Please put some thought into the reviews though, even if it is brief.

*edit* please type out the whole convention name otherwise I'm stuck trying to find the name to a con I haven't heard of.


----------



## CannonFodder (Nov 25, 2011)

All Fur Fun:
5 stars:
4 stars:
3 stars:
2 stars:
1 star:



Fay V said:


> AFF 09-
> This was my first con and I quite liked it. It was small with only a few  hundred people but it was a good starter for a con setting without the  huge size. Unfortunately there were a lot of issues with the schedule.  Panels started late, there were gaps where things weren't really  happening, a lot of technical difficulties. The content was average in  terms of panels "your first con" "writing 101" "anatomy 101" same old.
> They did have a karaoke night which was one of the most fun things I've done at a con.
> Despite the issues with official schedule there were a lot of good  people to hang out with. If they ever get AFF up again I'd suggest going  as a first time con.



Anthrocon:
5 stars: 1 person
4 stars:
3 stars:
2 stars:
1 star:



Fay V said:


> AC-11
> AC is fucking huge. Honestly it's a lot of space to cover all the con  area. I'm not sure how I feel about this. one the one hand it's nice to  have a lot, on the other it gets frustrating to walk, from the main  hotel area to the con area between panels. I had a habit of getting  lost.
> Again the panels are average but they had some nice shows and stuff.  They had fursuit charades which was new to me and really damn fun.
> The food however was closeby and very good and the locals were friendly.
> ...



Furaffinity United:

5 stars:
4 stars:
3 stars:
2 stars: 1 person
1 star:



Ben said:


> All I know is that the major problems with it were  just the 4 hour wait this year with registration, tiny convention space,  minimal programming and a location without any sidewalks, meaning you  -had- to drive there (or walk along the side of the highway for a mile  like a champ). At the very least the location change will open up more  room, but we'll see how next year pans out



Furry Connection North:
5 stars: 1 person
4 stars:
3 stars:
2 stars:
1 star:

Midwest FurFest:
5 stars: 2 person
4 stars:
3 stars:
2 stars:
1 star:



Fay V said:


> MFF 11
> I didn't do any other the panels and stuff, I read over the book and  it's the average fair. nothing hugely of interest. The hotel was nice  with great staff. The area was smaller than AC so it was easy to find  everything.
> The only thing that bugged me was no one to man the elevators, so  fursuits and disabled people were screwed over by people rushing  elevators.
> It was also a bit annoying that restaurants were so far from the hotel.  However the con had a great con suite with free food. Yeah free food!
> I mostly went fursuiting, very suit friendly con however it bugged me  that there wasn't a curtain for the headless lounge.


 

Rainfurrest:
5 stars:
4 stars:
3 stars:
2 stars:
1 star:



Fay V said:


> Rainfurrest 09, 10
> This is my favorite con and the first one I fursuited with.
> Fursuiting- the facilities are always great. The headless lounge is easy  access, but with protection at the door to keep random watchers out.  There's always cold and room temp water, towels and the head trees.  Can't think of an issue in terms of suiting.
> Panels- the panels are average. I like the attitude being more laid back but the content is the same old stuff.
> All in all it's my fav con and I'm hoping to go next year.


----------



## Lobar (Nov 25, 2011)

0 stars: god dammit cannonfodder


----------



## Fay V (Nov 25, 2011)

This is a nice thought but I think your OP is too jumbled and cluttered. Stop posting about whiteknights and stuff. It just makes things awkward.


----------



## CannonFodder (Nov 25, 2011)

Fay V said:


> This is a nice thought but I think your OP is too jumbled and cluttered. Stop posting about whiteknights and stuff. It just makes things awkward.

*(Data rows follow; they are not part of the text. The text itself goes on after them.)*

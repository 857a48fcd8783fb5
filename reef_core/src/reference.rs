//! Static reference data: per-parameter bands and limits, the safety policy,
//! and the product catalog.
//!
//! A `ReferenceTable` is built once at startup and never mutated afterwards;
//! every calculation borrows it.

use std::collections::BTreeMap;

use crate::error::{DoseError, Result};
use crate::parameter::ChemicalParameter;
use crate::units::LITERS_PER_GALLON;

/// Reference values for one parameter, all in its canonical unit.
#[derive(Debug, Clone, Copy, PartialEq)]
pub struct ParameterSpec {
    /// Ideal value.
    pub target: f64,
    /// Recommended band. Readings outside it only produce an advisory.
    pub safe_low: f64,
    pub safe_high: f64,
    /// Critical band. Readings outside it refuse dosing.
    pub critical_low: f64,
    pub critical_high: f64,
    /// Largest change allowed per 24 h.
    pub max_daily_change: f64,
}

impl ParameterSpec {
    pub const fn new(
        target: f64,
        (safe_low, safe_high): (f64, f64),
        (critical_low, critical_high): (f64, f64),
        max_daily_change: f64,
    ) -> Self {
        Self {
            target,
            safe_low,
            safe_high,
            critical_low,
            critical_high,
            max_daily_change,
        }
    }

    #[inline]
    pub fn in_critical_band(&self, value: f64) -> bool {
        value >= self.critical_low && value <= self.critical_high
    }

    #[inline]
    pub fn in_safe_band(&self, value: f64) -> bool {
        value >= self.safe_low && value <= self.safe_high
    }

    /// Check band ordering and limits. Mirrors `reef_config::Config::validate`
    /// so that tables assembled in code get the same guarantees.
    pub fn validate(&self, parameter: ChemicalParameter) -> Result<()> {
        let all = [
            self.target,
            self.safe_low,
            self.safe_high,
            self.critical_low,
            self.critical_high,
            self.max_daily_change,
        ];
        if all.iter().any(|v| !v.is_finite()) {
            return Err(DoseError::config(format!(
                "{parameter}: reference values must be finite"
            )));
        }
        if !(self.critical_low >= 0.0
            && self.critical_low <= self.safe_low
            && self.safe_low < self.safe_high
            && self.safe_high <= self.critical_high)
        {
            return Err(DoseError::config(format!(
                "{parameter}: bands must satisfy 0 <= critical_low <= safe_low < safe_high <= critical_high"
            )));
        }
        if !self.in_safe_band(self.target) {
            return Err(DoseError::config(format!(
                "{parameter}: target {} outside safe band [{}, {}]",
                self.target, self.safe_low, self.safe_high
            )));
        }
        if self.max_daily_change <= 0.0 {
            return Err(DoseError::config(format!(
                "{parameter}: max_daily_change must be > 0"
            )));
        }
        Ok(())
    }
}

/// pH guard applied to alkalinity dosing.
#[derive(Debug, Clone, Copy, PartialEq)]
pub struct SafetyPolicy {
    /// At or above this pH the schedule is widened by `ph_caution_factor`.
    pub ph_caution: f64,
    /// `days = max(days, ceil(days * factor))` when the caution trips.
    pub ph_caution_factor: f64,
    /// At or above this pH alkalinity dosing is refused outright.
    pub ph_abort: f64,
}

impl Default for SafetyPolicy {
    fn default() -> Self {
        Self {
            ph_caution: 8.35,
            ph_caution_factor: 1.5,
            ph_abort: 8.6,
        }
    }
}

impl SafetyPolicy {
    pub fn validate(&self) -> Result<()> {
        if !(self.ph_caution > 0.0 && self.ph_caution <= 14.0) {
            return Err(DoseError::config("ph_caution must be in (0, 14]"));
        }
        if !(self.ph_caution_factor.is_finite() && self.ph_caution_factor >= 1.0) {
            return Err(DoseError::config("ph_caution_factor must be >= 1"));
        }
        if !(self.ph_abort.is_finite() && self.ph_abort >= self.ph_caution) {
            return Err(DoseError::config("ph_abort must be >= ph_caution"));
        }
        Ok(())
    }
}

/// Water volume a potency figure was measured against.
#[derive(Debug, Clone, Copy, PartialEq, Eq, Default)]
pub enum PotencyBasis {
    #[default]
    PerLiter,
    PerGallon,
    Per100Liters,
    Per100Gallons,
}

impl PotencyBasis {
    pub fn reference_liters(self) -> f64 {
        match self {
            Self::PerLiter => 1.0,
            Self::PerGallon => LITERS_PER_GALLON,
            Self::Per100Liters => 100.0,
            Self::Per100Gallons => 100.0 * LITERS_PER_GALLON,
        }
    }
}

/// Strength of an additive.
///
/// Stored in a single convention: the canonical-unit rise produced by
/// dosing **1 mL into 1 liter** of water. Figures declared against another
/// reference volume are converted on construction (1 mL into a larger
/// volume raises it proportionally less, so per-liter = declared ×
/// reference liters). Always finite and positive.
#[derive(Debug, Clone, Copy, PartialEq)]
pub struct Potency {
    per_liter: f64,
}

impl Potency {
    /// `None` unless `value` is finite and > 0.
    pub fn declared(value: f64, basis: PotencyBasis) -> Option<Self> {
        if !(value.is_finite() && value > 0.0) {
            return None;
        }
        let per_liter = value * basis.reference_liters();
        per_liter.is_finite().then_some(Self { per_liter })
    }

    pub fn per_liter(value: f64) -> Option<Self> {
        Self::declared(value, PotencyBasis::PerLiter)
    }

    /// Canonical-unit rise per mL per liter.
    #[inline]
    pub fn value(self) -> f64 {
        self.per_liter
    }
}

/// A named catalog additive.
#[derive(Debug, Clone, PartialEq)]
pub struct Product {
    pub name: String,
    pub parameter: ChemicalParameter,
    pub potency: Potency,
}

impl Product {
    pub fn new(
        name: impl Into<String>,
        parameter: ChemicalParameter,
        potency: f64,
        basis: PotencyBasis,
    ) -> Result<Self> {
        let name = name.into().trim().to_string();
        if name.is_empty() {
            return Err(DoseError::config("product name must not be empty"));
        }
        if !(potency.is_finite() && potency > 0.0) {
            return Err(DoseError::config(format!(
                "product '{name}': potency must be finite and > 0"
            )));
        }
        let potency = Potency::declared(potency, basis).ok_or_else(|| {
            DoseError::config(format!(
                "product '{name}': potency {potency} overflows when converted to per liter"
            ))
        })?;
        Ok(Self {
            name,
            parameter,
            potency,
        })
    }
}

/// Immutable reference data handed to the engine.
#[derive(Debug, Clone, PartialEq)]
pub struct ReferenceTable {
    parameters: BTreeMap<ChemicalParameter, ParameterSpec>,
    products: Vec<Product>,
    safety: SafetyPolicy,
}

impl Default for ReferenceTable {
    fn default() -> Self {
        Self::standard()
    }
}

impl ReferenceTable {
    /// A table with no parameters and no products.
    pub fn empty(safety: SafetyPolicy) -> Self {
        Self {
            parameters: BTreeMap::new(),
            products: Vec::new(),
            safety,
        }
    }

    /// Built-in reef defaults and starter catalog.
    pub fn standard() -> Self {
        use ChemicalParameter::*;
        let parameters = BTreeMap::from([
            (Alkalinity, ParameterSpec::new(8.5, (7.0, 11.0), (5.0, 14.0), 1.4)),
            (
                Calcium,
                ParameterSpec::new(430.0, (400.0, 450.0), (350.0, 550.0), 20.0),
            ),
            (
                Magnesium,
                ParameterSpec::new(1350.0, (1250.0, 1450.0), (1000.0, 1700.0), 100.0),
            ),
            (Nitrate, ParameterSpec::new(5.0, (2.0, 10.0), (0.0, 50.0), 2.0)),
            (Phosphate, ParameterSpec::new(0.05, (0.03, 0.10), (0.0, 1.0), 0.02)),
        ]);
        let per_l = |name: &str, p: ChemicalParameter, v: f64, basis: PotencyBasis| Product {
            name: name.to_string(),
            parameter: p,
            potency: Potency {
                per_liter: v * basis.reference_liters(),
            },
        };
        let products = vec![
            per_l("Two-Part Alkalinity", Alkalinity, 1.4, PotencyBasis::PerGallon),
            per_l("Two-Part Calcium", Calcium, 20.0, PotencyBasis::PerGallon),
            per_l("Liquid Magnesium", Magnesium, 25.0, PotencyBasis::PerGallon),
            per_l("Nitrate Supplement", Nitrate, 1.0, PotencyBasis::Per100Liters),
            per_l("Phosphate Supplement", Phosphate, 0.01, PotencyBasis::Per100Liters),
        ];
        Self {
            parameters,
            products,
            safety: SafetyPolicy::default(),
        }
    }

    /// Insert or replace the spec for `parameter` after validating it.
    pub fn with_parameter(mut self, parameter: ChemicalParameter, spec: ParameterSpec) -> Result<Self> {
        spec.validate(parameter)?;
        self.parameters.insert(parameter, spec);
        Ok(self)
    }

    pub fn with_safety(mut self, safety: SafetyPolicy) -> Result<Self> {
        safety.validate()?;
        self.safety = safety;
        Ok(self)
    }

    /// Append a product; names are unique case-insensitively.
    pub fn with_product(mut self, product: Product) -> Result<Self> {
        if self.find_product(&product.name).is_some() {
            return Err(DoseError::config(format!(
                "duplicate product name '{}'",
                product.name
            )));
        }
        self.products.push(product);
        Ok(self)
    }

    /// Replace the whole catalog.
    pub fn with_products(mut self, products: Vec<Product>) -> Result<Self> {
        self.products.clear();
        products.into_iter().try_fold(self, Self::with_product)
    }

    /// Reference spec for `parameter`; a miss is a configuration error.
    pub fn spec(&self, parameter: ChemicalParameter) -> Result<&ParameterSpec> {
        self.parameters.get(&parameter).ok_or_else(|| {
            DoseError::config(format!("no reference data for parameter {parameter}"))
        })
    }

    /// Catalog product by name (case-insensitive); a miss is a configuration error.
    pub fn product(&self, name: &str) -> Result<&Product> {
        self.find_product(name).ok_or_else(|| {
            DoseError::config(format!("product '{}' not found in catalog", name.trim()))
        })
    }

    fn find_product(&self, name: &str) -> Option<&Product> {
        let needle = name.trim();
        self.products
            .iter()
            .find(|p| p.name.eq_ignore_ascii_case(needle))
    }

    pub fn products(&self) -> &[Product] {
        &self.products
    }

    pub fn products_for(&self, parameter: ChemicalParameter) -> impl Iterator<Item = &Product> {
        self.products.iter().filter(move |p| p.parameter == parameter)
    }

    pub fn parameters(&self) -> impl Iterator<Item = (ChemicalParameter, &ParameterSpec)> {
        self.parameters.iter().map(|(k, v)| (*k, v))
    }

    pub fn safety(&self) -> &SafetyPolicy {
        &self.safety
    }
}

I went back and made it much shorter and that.


----------



## Schwimmwagen (Nov 25, 2011)

I give every con ever a 0 because I was never in any of them and because furries. :n


----------



## Carnie (Nov 25, 2011)

This thread is only going to make me jealous of you guys :c


----------



## CannonFodder (Nov 25, 2011)

EggCarton said:


> This thread is only going to make me jealous of you guys :c


Well this is why the thread exists, so that people like you who have never been to a con can know what cons are worth it and what cons aren't.


----------



## Recel (Nov 25, 2011)

CannonFodder said:


> Well this is why the thread exists, so that people like you who have never been to a con can know what cons are worth it and what cons aren't.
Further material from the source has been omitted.